** WORK ITEM **
Every line of the data that includes "ActiveModeRegistry" should be copied out.

┌──

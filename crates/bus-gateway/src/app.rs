use std::sync::Arc;

use axum::{
    routing::{delete, get, post},
    Router,
};

use bus_active_mode::ActiveModeRegistry;
use bus_chat::ChatFabric;
use bus_claims::ClaimStore;
use bus_core::config::BusConfig;
use bus_core::InstanceId;
use bus_dispatcher::Dispatcher;
use bus_ledger::Ledger;
use bus_memory::MemoryRouter;
use bus_token_gate::TokenGate;

/// Central shared state, passed as `Arc<AppState>` to every Axum handler —
/// mirrors `skynet-gateway::app::AppState`'s role, narrowed to this
/// workspace's subsystems.
pub struct AppState {
    pub config: BusConfig,
    pub instance: InstanceId,
    pub ledger: Arc<Ledger>,
    pub memory: Arc<MemoryRouter>,
    pub chat: Arc<ChatFabric>,
    pub claims: Arc<ClaimStore>,
    pub active_mode: Arc<ActiveModeRegistry>,
    pub dispatcher: Arc<Dispatcher>,
    pub token_gate: Arc<TokenGate>,
}

/// Chat-fabric users carry a UUID `user_id`; the ledger's `author_id`
/// column is an i64 (§3). Rather than widen the ledger schema for one
/// caller, this derives a stable i64 from the UUID via its low 64 bits —
/// collisions are astronomically unlikely and the ledger never treats
/// `author_id` as anything but an opaque grouping key.
pub fn stable_author_id(user_id: &str) -> i64 {
    use std::hash::{Hash, Hasher};
    let mut hasher = std::collections::hash_map::DefaultHasher::new();
    user_id.hash(&mut hasher);
    (hasher.finish() & 0x7fff_ffff_ffff_ffff) as i64
}

/// Assemble the full Axum router: the §6 `/tools/*` memory surface, the
/// chat HTTP façade, the chat WebSocket stream, and a liveness probe.
pub fn build_router(state: Arc<AppState>) -> Router {
    Router::new()
        .route("/tools/ambient_recall", post(crate::http::memory::ambient_recall))
        .route("/tools/raw_search", post(crate::http::memory::raw_search))
        .route("/tools/anchor_search", post(crate::http::memory::anchor_search))
        .route("/tools/anchor_save", post(crate::http::memory::anchor_save))
        .route("/tools/texture_search", post(crate::http::memory::texture_search))
        .route("/tools/texture_add", post(crate::http::memory::texture_add))
        .route("/tools/texture_add_triplet", post(crate::http::memory::texture_add_triplet))
        .route("/tools/texture_delete/{uuid}", delete(crate::http::memory::texture_delete))
        .route("/tools/crystallize", post(crate::http::memory::crystallize))
        .route("/tools/get_crystals", post(crate::http::memory::get_crystals))
        .route("/tools/store_message", post(crate::http::memory::store_message))
        .route("/tools/pps_health", get(crate::http::health::pps_health))
        .route("/rooms", get(crate::http::chat::list_rooms).post(crate::http::chat::create_room))
        .route("/rooms/{id}/messages", get(crate::http::chat::history).post(crate::http::chat::post_message))
        .route("/rooms/{id}/join", post(crate::http::chat::join_room))
        .route("/users", get(crate::http::chat::list_users))
        .route("/ws", get(crate::ws::connection::ws_handler))
        .with_state(state)
        .layer(tower_http::trace::TraceLayer::new_for_http())
}
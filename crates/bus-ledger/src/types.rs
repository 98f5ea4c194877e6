use serde::{Deserialize, Serialize};

/// A single durable conversational turn (§3).
///
/// `id` is assigned by the ledger on append and is monotonically
/// increasing; ordering within a channel is `(created_at, id)` with `id`
/// breaking ties.
#[derive(Debug, Clone, Serialize, Deserialize)]
pub struct Message {
    pub id: i64,
    pub external_id: Option<String>,
    pub channel: String,
    pub author_id: i64,
    pub author_name: String,
    pub content: String,
    pub is_self: bool,
    pub is_bot: bool,
    pub created_at: String,
    pub summary_id: Option<i64>,
    pub batch_id: Option<String>,
}

/// Fields needed to append a new message; `id`/`created_at` are assigned
/// by the ledger.
#[derive(Debug, Clone)]
pub struct NewMessage {
    pub external_id: Option<String>,
    pub channel: String,
    pub author_id: i64,
    pub author_name: String,
    pub content: String,
    pub is_self: bool,
    pub is_bot: bool,
}

/// Outcome of [`crate::manager::Ledger::append`].
#[derive(Debug, Clone, Copy, PartialEq, Eq)]
pub enum AppendOutcome {
    Inserted(i64),
    /// `external_id` already present — no-op per P2.
    DuplicateSkipped(i64),
}

impl AppendOutcome {
    pub fn id(self) -> i64 {
        match self {
            AppendOutcome::Inserted(id) => id,
            AppendOutcome::DuplicateSkipped(id) => id,
        }
    }

    pub fn is_new(self) -> bool {
        matches!(self, AppendOutcome::Inserted(_))
    }
}

/// A single ranked full-text search hit.
#[derive(Debug, Clone, Serialize, Deserialize)]
pub struct SearchHit {
    pub message: Message,
    /// Relevance normalised to `[0, 1]`, higher is more relevant.
    pub relevance: f64,
}

/// A rolling conversation summary (§3 Summary).
///
/// `[start_message_id, end_message_id]` never overlaps another summary
/// for the same channel; every message in that range carries
/// `summary_id = this.id`.
#[derive(Debug, Clone, Serialize, Deserialize)]
pub struct Summary {
    pub id: i64,
    pub text: String,
    pub start_message_id: i64,
    pub end_message_id: i64,
    pub message_count: i64,
    pub channels: Vec<String>,
    pub time_span_start: Option<String>,
    pub time_span_end: Option<String>,
    pub kind: String,
    pub created_at: String,
}

/// Half-open `[start, end]` inclusive id range used by the summariser and
/// knowledge-graph ingestion trackers.
#[derive(Debug, Clone, Copy)]
pub struct IdRange {
    pub start_id: i64,
    pub end_id: i64,
}

impl IdRange {
    pub fn len(&self) -> i64 {
        self.end_id - self.start_id + 1
    }

    pub fn is_empty(&self) -> bool {
        self.len() <= 0
    }
}
use thiserror::Error;

#[derive(Debug, Error)]
pub enum ClaimError {
    #[error("database error: {0}")]
    Database(#[from] rusqlite::Error),
}

pub type Result<T> = std::result::Result<T, ClaimError>;
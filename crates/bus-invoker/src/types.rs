use crate::error::{InvokerError, Result};

/// Identifies one long-lived worker session: one per logical channel
/// family (chat, reflection, terminal, …), not per individual channel.
///
/// Wire format: `{agent_id}:{channel_family}`.
#[derive(Debug, Clone, PartialEq, Eq, Hash)]
pub struct SessionKey {
    pub agent_id: String,
    pub channel_family: String,
}

impl SessionKey {
    pub fn new(agent_id: impl Into<String>, channel_family: impl Into<String>) -> Self {
        Self { agent_id: agent_id.into(), channel_family: channel_family.into() }
    }

    pub fn format(&self) -> String {
        format!("{}:{}", self.agent_id, self.channel_family)
    }

    pub fn parse(s: &str) -> Result<Self> {
        let (agent_id, channel_family) = s
            .split_once(':')
            .ok_or_else(|| InvokerError::InvalidKey(format!("missing ':' separator: {s}")))?;
        if agent_id.is_empty() || channel_family.is_empty() {
            return Err(InvokerError::InvalidKey(format!("key components must not be empty: {s}")));
        }
        Ok(Self { agent_id: agent_id.to_string(), channel_family: channel_family.to_string() })
    }
}

impl std::fmt::Display for SessionKey {
    fn fmt(&self, f: &mut std::fmt::Formatter<'_>) -> std::fmt::Result {
        f.write_str(&self.format())
    }
}

/// Outcome of a single worker invocation.
#[derive(Debug, Clone)]
pub enum InvokeOutcome {
    Ok(String),
    PassiveSkip,
}

/// Options accepted by [`crate::manager::Invoker::invoke`].
#[derive(Debug, Clone)]
pub struct InvokeOptions {
    pub use_session: bool,
    pub timeout_seconds: u64,
    pub model_override: Option<String>,
}

impl Default for InvokeOptions {
    fn default() -> Self {
        Self { use_session: true, timeout_seconds: 180, model_override: None }
    }
}

#[cfg(test)]
mod tests {
    use super::*;

    #[test]
    fn session_key_round_trips() {
        let key = SessionKey::new("lyra", "chat");
        let formatted = key.format();
        assert_eq!(formatted, "lyra:chat");
        let parsed = SessionKey::parse(&formatted).unwrap();
        assert_eq!(parsed, key);
    }

    #[test]
    fn session_key_rejects_missing_separator() {
        assert!(SessionKey::parse("no-separator-here").is_err());
    }

    #[test]
    fn session_key_rejects_empty_components() {
        assert!(SessionKey::parse(":chat").is_err());
        assert!(SessionKey::parse("lyra:").is_err());
    }
}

└──

** OUTPUT OF THE TASK **
use bus_active_mode::ActiveModeRegistry;
    pub active_mode: Arc<ActiveModeRegistry>,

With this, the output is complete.